SQL Server and Microsoft StreamInsight

As you might recall from our blog post on April 22nd, StreamInsight is packaged and licensed through Microsoft SQL Server. However, customers have pointed out various different deployment scenarios since our first StreamInsight CTPs. We reflected those in our approach to licensing, packaging and deployment of the product as follows:

  • We added Microsoft StreamInsight to the SQL Server flight of products to provide our data platform customers and partners with all the necessary components in one convenient package.
  • We decided to make StreamInsight installation and deployment as lightweight and flexible as possible. For instance, StreamInsight does not strictly require you to install any other SQL Server component besides StreamInsight.
  • Our adapter framework allows you to connect to other SQL Server and Microsoft platform products as data sources and sinks based on your scenario and your needs for deeper integration.

The rationale behind this is that we see event-driven applications emerge as a new paradigm of data-driven applications. For those scenarios, we view event processing as data processing and Microsoft's data platform would be the natural home for Microsoft's platform for event processing. However, customers have also pointed us to various use cases and scenarios that go beyond what is typically covered by Microsoft’s data platform.

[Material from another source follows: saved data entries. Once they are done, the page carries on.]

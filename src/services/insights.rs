use std::fmt::Write as _;
use std::sync::Arc;

use chrono::{DateTime, Utc};
use serde::{Deserialize, Serialize};
use strum::Display;
use tracing::{debug, error, info, instrument};
use utoipa::ToSchema;

use crate::{
    benchmarks::{
        benchmark_scorecard, common_problems, display_name, restaurant_profile, seasonal_adjustment,
        BenchmarkComparison, CityTier, ComparisonStatus, RestaurantMetrics, RestaurantType, Season,
    },
    errors::ServiceError,
    llm::LlmClient,
    services::{
        analytics::{AnalyticsService, CategoryRevenue, TopItem},
        settings::SettingsService,
    },
};

#[derive(Debug, Clone, Default, Serialize, Deserialize, ToSchema)]
pub struct BenchmarkInsightRequest {
    pub restaurant_type: Option<RestaurantType>,
    pub city_tier: Option<CityTier>,
    pub season: Option<Season>,
    #[serde(default)]
    pub metrics: RestaurantMetrics,
    /// Free text such as "last 30 days".
    pub time_range: Option<String>,
    pub additional_context: Option<String>,
}

#[derive(Debug, Clone, Default, Serialize, Deserialize, ToSchema)]
pub struct GrowthInsightRequest {
    pub restaurant_type: Option<RestaurantType>,
    #[serde(default)]
    pub metrics: RestaurantMetrics,
    pub season: Option<Season>,
}

#[derive(Debug, Clone, Default, Serialize, Deserialize, ToSchema)]
pub struct MenuInsightRequest {
    pub restaurant_type: Option<RestaurantType>,
}

#[derive(Debug, Clone, Copy, PartialEq, Eq, Serialize, Deserialize, Display, ToSchema)]
#[serde(rename_all = "snake_case")]
#[strum(serialize_all = "snake_case")]
pub enum InsightKind {
    Benchmark,
    Growth,
    Menu,
}

#[derive(Debug, Clone, Serialize, Deserialize, ToSchema)]
pub struct InsightResponse {
    pub kind: InsightKind,
    pub restaurant_type: RestaurantType,
    pub insight: String,
    pub comparisons: Vec<BenchmarkComparison>,
    pub generated_at: DateTime<Utc>,
}

fn comparisons_for(restaurant_type: RestaurantType, metrics: &RestaurantMetrics) -> Vec<BenchmarkComparison> {
    benchmark_scorecard(restaurant_type, metrics)
        .rows
        .into_iter()
        .map(|row| row.comparison)
        .collect()
}

fn write_comparisons(prompt: &mut String, comparisons: &[BenchmarkComparison]) {
    if comparisons.is_empty() {
        prompt.push_str("No metrics with a matching benchmark were supplied.\n");
        return;
    }
    for comparison in comparisons {
        let _ = writeln!(prompt, "- {}", comparison.message);
    }
}

fn write_problems(prompt: &mut String, restaurant_type: RestaurantType) {
    let problems = common_problems(restaurant_type);
    if problems.is_empty() {
        return;
    }
    prompt.push_str("\nProblems this format commonly faces:\n");
    for problem in problems {
        let _ = writeln!(prompt, "- {problem}");
    }
}

pub fn benchmark_prompt(
    restaurant_type: RestaurantType,
    request: &BenchmarkInsightRequest,
    comparisons: &[BenchmarkComparison],
) -> String {
    let mut prompt = format!(
        "Restaurant format: {}.\n",
        display_name(restaurant_type)
    );
    if let Some(tier) = request.city_tier {
        let _ = writeln!(prompt, "City tier: {tier}.");
    }
    if let Some(season) = request.season {
        let _ = writeln!(prompt, "Season: {season}.");
    }
    if let Some(range) = request.time_range.as_deref() {
        let _ = writeln!(prompt, "Period under review: {range}.");
    }

    prompt.push_str("\nHow the metrics compare with Indian industry benchmarks:\n");
    write_comparisons(&mut prompt, comparisons);
    write_problems(&mut prompt, restaurant_type);

    if let Some(context) = request.additional_context.as_deref() {
        let _ = writeln!(prompt, "\nOwner's notes: {context}");
    }
    prompt.push_str(
        "\nExplain the three most important gaps and give one concrete action for each.",
    );
    prompt
}

pub fn growth_prompt(
    restaurant_type: RestaurantType,
    season: Option<Season>,
    comparisons: &[BenchmarkComparison],
) -> String {
    let mut prompt = format!(
        "Restaurant format: {}.\n\nCurrent position against benchmarks:\n",
        display_name(restaurant_type)
    );
    write_comparisons(&mut prompt, comparisons);

    if let Some(season) = season {
        let effects = restaurant_profile(restaurant_type)
            .seasonal_effects
            .get(&season)
            .map(|effects| {
                effects
                    .keys()
                    .filter_map(|metric| {
                        seasonal_adjustment(restaurant_type, season, metric)
                            .map(|pct| format!("{metric} {pct:+}%"))
                    })
                    .collect::<Vec<_>>()
            })
            .unwrap_or_default();
        if effects.is_empty() {
            let _ = writeln!(prompt, "\nUpcoming season: {season}.");
        } else {
            let _ = writeln!(
                prompt,
                "\nUpcoming season: {season}. Typical swings: {}.",
                effects.join(", ")
            );
        }
    }

    write_problems(&mut prompt, restaurant_type);
    prompt.push_str("\nSuggest a growth plan for the next quarter with measurable targets.");
    prompt
}

pub fn menu_prompt(
    restaurant_type: RestaurantType,
    top_items: &[TopItem],
    categories: &[CategoryRevenue],
) -> String {
    let mut prompt = format!(
        "Restaurant format: {}.\n\nBest sellers by quantity:\n",
        display_name(restaurant_type)
    );
    if top_items.is_empty() {
        prompt.push_str("- no paid orders yet\n");
    }
    for item in top_items {
        let _ = writeln!(
            prompt,
            "- {}: {} sold, revenue {}",
            item.name, item.quantity, item.revenue
        );
    }

    if !categories.is_empty() {
        prompt.push_str("\nRevenue by category:\n");
        for category in categories {
            let _ = writeln!(prompt, "- {}: {}", category.category, category.revenue);
        }
    }

    let cuisines = &restaurant_profile(restaurant_type).cuisine_variations;
    if !cuisines.is_empty() {
        prompt.push_str("\nPopular items for this format by cuisine:\n");
        for (cuisine, variation) in cuisines {
            if !variation.top_items.is_empty() {
                let _ = writeln!(prompt, "- {}: {}", cuisine, variation.top_items.join(", "));
            }
        }
    }

    prompt.push_str("\nRecommend menu changes: what to promote, reprice or retire.");
    prompt
}

/// Narrative insights generated by the configured LLM provider
#[derive(Clone)]
pub struct InsightService {
    llm: Option<Arc<dyn LlmClient>>,
    settings: SettingsService,
    analytics: AnalyticsService,
}

impl InsightService {
    pub fn new(
        llm: Option<Arc<dyn LlmClient>>,
        settings: SettingsService,
        analytics: AnalyticsService,
    ) -> Self {
        Self {
            llm,
            settings,
            analytics,
        }
    }

    pub fn is_enabled(&self) -> bool {
        self.llm.is_some()
    }

    fn client(&self) -> Result<&Arc<dyn LlmClient>, ServiceError> {
        self.llm.as_ref().ok_or_else(|| {
            ServiceError::ServiceUnavailable("AI insights are not configured".to_string())
        })
    }

    async fn resolve_type(
        &self,
        requested: Option<RestaurantType>,
    ) -> Result<RestaurantType, ServiceError> {
        if let Some(restaurant_type) = requested {
            return Ok(restaurant_type);
        }
        self.settings
            .get_settings()
            .await?
            .map(|settings| settings.restaurant_type)
            .ok_or_else(|| {
                ServiceError::BadRequest(
                    "restaurant_type is required until restaurant settings are configured"
                        .to_string(),
                )
            })
    }

    async fn generate(
        &self,
        kind: InsightKind,
        restaurant_type: RestaurantType,
        prompt: String,
        comparisons: Vec<BenchmarkComparison>,
    ) -> Result<InsightResponse, ServiceError> {
        let client = self.client()?;
        let insight = client.complete(&prompt).await.map_err(|e| {
            error!(error = %e, kind = %kind, "Insight generation failed");
            ServiceError::from(e)
        })?;
        info!(kind = %kind, restaurant_type = %restaurant_type, "Insight generated");
        Ok(InsightResponse {
            kind,
            restaurant_type,
            insight,
            comparisons,
            generated_at: Utc::now(),
        })
    }

    #[instrument(skip(self, request))]
    pub async fn benchmark_insights(
        &self,
        request: BenchmarkInsightRequest,
    ) -> Result<InsightResponse, ServiceError> {
        self.client()?;
        let restaurant_type = self.resolve_type(request.restaurant_type).await?;
        let comparisons = comparisons_for(restaurant_type, &request.metrics);
        let off_target = comparisons
            .iter()
            .filter(|c| c.status != ComparisonStatus::Within)
            .count();
        debug!(off_target, "Benchmark comparisons prepared");
        let prompt = benchmark_prompt(restaurant_type, &request, &comparisons);
        self.generate(InsightKind::Benchmark, restaurant_type, prompt, comparisons)
            .await
    }

    #[instrument(skip(self, request))]
    pub async fn growth_insights(
        &self,
        request: GrowthInsightRequest,
    ) -> Result<InsightResponse, ServiceError> {
        self.client()?;
        let restaurant_type = self.resolve_type(request.restaurant_type).await?;
        let comparisons = comparisons_for(restaurant_type, &request.metrics);
        let prompt = growth_prompt(restaurant_type, request.season, &comparisons);
        self.generate(InsightKind::Growth, restaurant_type, prompt, comparisons)
            .await
    }

    #[instrument(skip(self, request))]
    pub async fn menu_insights(
        &self,
        request: MenuInsightRequest,
    ) -> Result<InsightResponse, ServiceError> {
        self.client()?;
        let restaurant_type = self.resolve_type(request.restaurant_type).await?;
        let dashboard = self.analytics.dashboard().await?;
        let prompt = menu_prompt(
            restaurant_type,
            &dashboard.top_items,
            &dashboard.category_revenue,
        );
        self.generate(InsightKind::Menu, restaurant_type, prompt, Vec::new())
            .await
    }
}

Let's look at a couple of examples. Think, for instance, of static reference data that is not part of the incoming stream that StreamInsight processes. Instead, it is kept and maintained in a separate metadata store. You might still find it useful to correlate some of the incoming events from the stream with the corresponding reference data, for instance to drive grouping over a field like ZIP code that is only available from the reference data.
 
In many operational scenarios, for example in manufacturing, you have to deal with high input data rates. What is interesting in those scenarios are aggregates of the data, how the data changes, and the patterns or curves that the event data follows over time. Here, approaches do not scale that require you to put the data at rest in the database first and then run the same report over it again and again to check for the interesting patterns. Instead, you want to analyze the data while it is in flight, identify the patterns or complex events relevant to your business and then act on those.
 
Technically, StreamInsight facilitates these various deployment models by doing all its query processing in memory. StreamInsight has its own in-memory engine or runtime that does not need to write event data to disk.  Therefore, StreamInsight does not require you to install other SQL Server products if your scenario is already covered by the StreamInsight engine capabilities. Running StreamInsight just requires the .NET framework. This leads us to a follow-up question about the relationship between StreamInsight's engine and the CLR runtime. Although StreamInsight looks and feels like .NET, the StreamInsight engine does not depend on the garbage collector from the .NET runtime for its internal memory management. It instead uses its own native memory manager for the events to provide high throughput and predictable low latency.
 
SQL Server with StreamInsight provides you with the flexible platform to address all the various deployment scenarios mentioned above: You can either use existing or write your own input and output adapters to SQL Server engine databases, to Analysis Services cubes, to Velocity caches, BizTalk, or SQL Server Parallel Data Warehouse if you need to keep state or access persisted data. Or you can simply inject StreamInsight into your event data pipeline in order to do all the processing, transformations, calculations and analytics while the data is in flight. The most exciting deployments are those where you mix-and-match and connect all the pieces to a rich end-to-end application.